Paragraph six of the agreement between Rafidain and First City expressly provides that Rafidain "consents to process being served in any suit, legal action or proceeding in the New York and federal courts sitting in New York, New York, by serving a copy thereof (by registered mail, postage prepaid) upon the Permanent Representative of Iraq to the United Nations, with offices at the date hereof at the Iraq Mission, 14 E. 79 Street, New York, New York 10021...."


For the reasons stated by the district court, the 1998 Subpoena was properly served on Rafidain. See First City, 197 F.R.D. at 254-55. First, Rafidain waived any objection to the manner of service because it does not claim lack of actual notice, yet it failed to appear or challenge the contempt order or service of the subpoena until more than eleven months after the contempt order was entered and twenty-one months after the subpoena had been served.
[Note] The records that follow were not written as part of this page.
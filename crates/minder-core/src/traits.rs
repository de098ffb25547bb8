use crate::{error::MinderError, message::GenRequest};
use async_trait::async_trait;

/// Text generator seam — the only long-latency collaborator.
///
/// Used by the feedback sweep, the daily aggregator, and the two once-daily
/// notifications. Callers reserve quota before calling `generate` and roll
/// the reservation back when it fails; a failure never blocks a state
/// transition.
#[async_trait]
pub trait Provider: Send + Sync {
    /// Human-readable provider name.
    fn name(&self) -> &str;

    /// Produce text for a request. May fail; callers fall back to canned text.
    async fn generate(&self, request: &GenRequest) -> Result<String, MinderError>;

    /// Check if the provider is reachable and configured.
    async fn is_available(&self) -> bool;
}

/// Messaging channel seam — fire-and-forget outbound delivery.
///
/// Failures are logged by callers and never retried; delivery is
/// at-least-once across trigger invocations, with idempotent effects
/// guaranteed by the store, not the transport.
#[async_trait]
pub trait Channel: Send + Sync {
    /// Human-readable channel name.
    fn name(&self) -> &str;

    /// Send text to a chat handle.
    async fn send(&self, chat_id: &str, text: &str) -> Result<(), MinderError>;
}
Id. at 254. Second, Rafidain does not allege that it was unaware of this Court's decision dated July 16, 1998, stating that Rafidain was a party and that it must provide discovery of the sort sought in the 1998 Subpoena. Id. at 254-55. Third, service was valid under the Federal Rules of Civil Procedure and the Loan Agreement. Id. at 255. After First City's attempt to serve the 1998 Subpoena on an employee at the Iraq Mission was foiled by an employee at the Mission, the process server attached the subpoena to the door of the Mission in an addressed envelope, and sent another copy to Rafidain's then-counsel of record. Although compliance with the service requirements may not have been exact, they were substantial and sufficient. See Harris Corp. v. National Iranian Radio and Television, 691 F.2d 1344, 1352 (11th Cir.1982) ("The failure to follow precisely those steps in § 1608 designed to insure that actual service be made should not override and invalidate the fact that in this case notice was actually received."); Velidor v. L/P/G Benghazi, 653 F.2d 812, 821 (3d Cir.1981) ("Rather than making service of foreign instrumentalities a rigid, technical, or cumbersome procedure, Congress ... wished to insure that the sovereign owner would receive actual notice."); Banco Metropolitano v. Desarrollo de Autopistas y Carreteras de Guatemala, 616 F.Supp. 301, 304 (S.D.N.Y.1985) ("Given the nature of the... problems intended to be addressed by the FSIA, strict enforcement of its technicalities here would be inappropriate."). Personal jurisdiction was therefore obtained.



For the reasons set forth herein, we affirm the district court's denial of Rafidain's motion to vacate the civil contempt order entered for Rafidain's failure to comply with the 1998 Subpoena.



Rafidain does not appeal from that ruling


First City has collected $55 million in compensation from the U.S. GovernmentSee First City, 68 F.Supp.2d at 378.


Contrary to Rafidain's characterization, the 1998 Subpoena (issued pursuant to Fed. R.Civ.P. 45) does seek production of evidence calculated to aid First City's collection on the money judgment entered against RafidainSee 1998 Subpoena, Joint App. at 212-219.